EXERCISE: Report every line below that has the string "const" in it.

Saved entries:

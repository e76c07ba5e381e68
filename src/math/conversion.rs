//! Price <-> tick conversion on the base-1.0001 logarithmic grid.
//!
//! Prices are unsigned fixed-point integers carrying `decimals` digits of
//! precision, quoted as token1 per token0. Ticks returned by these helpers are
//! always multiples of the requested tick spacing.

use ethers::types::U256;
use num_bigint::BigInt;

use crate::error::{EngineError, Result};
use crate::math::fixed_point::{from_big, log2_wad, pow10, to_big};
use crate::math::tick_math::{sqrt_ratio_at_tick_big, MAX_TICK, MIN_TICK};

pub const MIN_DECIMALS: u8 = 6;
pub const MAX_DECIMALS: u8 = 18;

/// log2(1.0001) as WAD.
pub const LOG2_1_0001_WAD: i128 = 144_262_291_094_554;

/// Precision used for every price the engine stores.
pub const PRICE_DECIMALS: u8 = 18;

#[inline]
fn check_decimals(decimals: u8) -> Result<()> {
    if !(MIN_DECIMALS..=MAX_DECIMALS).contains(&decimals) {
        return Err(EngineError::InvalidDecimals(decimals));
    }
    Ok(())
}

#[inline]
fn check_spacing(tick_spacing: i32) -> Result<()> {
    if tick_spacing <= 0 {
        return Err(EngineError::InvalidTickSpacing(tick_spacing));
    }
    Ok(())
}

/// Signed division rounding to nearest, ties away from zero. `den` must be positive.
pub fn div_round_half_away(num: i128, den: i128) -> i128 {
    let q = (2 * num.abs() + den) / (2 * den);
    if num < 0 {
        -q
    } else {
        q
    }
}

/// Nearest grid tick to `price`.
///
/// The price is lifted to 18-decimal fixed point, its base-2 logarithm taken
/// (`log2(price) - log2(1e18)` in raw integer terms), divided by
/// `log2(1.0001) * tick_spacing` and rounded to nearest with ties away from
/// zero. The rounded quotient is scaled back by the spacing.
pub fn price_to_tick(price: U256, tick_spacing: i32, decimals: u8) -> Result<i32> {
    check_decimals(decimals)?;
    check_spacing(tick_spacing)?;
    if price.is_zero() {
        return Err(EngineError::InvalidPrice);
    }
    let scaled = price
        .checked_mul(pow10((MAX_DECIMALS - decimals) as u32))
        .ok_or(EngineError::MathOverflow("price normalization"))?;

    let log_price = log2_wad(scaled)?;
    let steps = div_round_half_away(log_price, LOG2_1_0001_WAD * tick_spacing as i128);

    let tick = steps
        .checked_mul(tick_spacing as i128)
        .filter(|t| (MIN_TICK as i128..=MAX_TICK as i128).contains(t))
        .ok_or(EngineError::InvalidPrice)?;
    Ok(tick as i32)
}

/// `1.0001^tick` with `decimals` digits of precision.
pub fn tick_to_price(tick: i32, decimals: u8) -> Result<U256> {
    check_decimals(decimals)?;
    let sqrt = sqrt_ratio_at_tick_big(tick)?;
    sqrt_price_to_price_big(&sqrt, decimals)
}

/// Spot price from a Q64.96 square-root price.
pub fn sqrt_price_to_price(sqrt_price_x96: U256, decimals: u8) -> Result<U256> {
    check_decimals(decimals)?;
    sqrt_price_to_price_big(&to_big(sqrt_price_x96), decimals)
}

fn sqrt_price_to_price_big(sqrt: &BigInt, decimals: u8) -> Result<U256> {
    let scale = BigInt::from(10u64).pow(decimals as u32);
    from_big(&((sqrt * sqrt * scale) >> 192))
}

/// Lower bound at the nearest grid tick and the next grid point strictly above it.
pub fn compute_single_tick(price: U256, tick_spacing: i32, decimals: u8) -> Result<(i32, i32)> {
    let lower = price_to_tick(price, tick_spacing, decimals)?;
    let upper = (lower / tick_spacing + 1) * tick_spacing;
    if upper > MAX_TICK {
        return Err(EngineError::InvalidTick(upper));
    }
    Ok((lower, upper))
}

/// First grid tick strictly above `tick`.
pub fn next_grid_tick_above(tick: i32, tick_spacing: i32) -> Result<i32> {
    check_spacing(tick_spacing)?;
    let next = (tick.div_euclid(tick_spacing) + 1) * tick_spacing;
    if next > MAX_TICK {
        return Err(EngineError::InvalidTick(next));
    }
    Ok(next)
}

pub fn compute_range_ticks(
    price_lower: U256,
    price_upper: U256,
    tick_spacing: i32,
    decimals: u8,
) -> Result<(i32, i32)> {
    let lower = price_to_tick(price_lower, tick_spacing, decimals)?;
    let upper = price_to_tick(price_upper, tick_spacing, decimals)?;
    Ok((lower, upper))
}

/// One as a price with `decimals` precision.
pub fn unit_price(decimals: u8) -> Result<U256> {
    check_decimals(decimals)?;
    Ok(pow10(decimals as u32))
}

ANSWER FOR THE TASK:
pub const MIN_DECIMALS: u8 = 6;
pub const MAX_DECIMALS: u8 = 18;
pub const LOG2_1_0001_WAD: i128 = 144_262_291_094_554;
pub const PRICE_DECIMALS: u8 = 18;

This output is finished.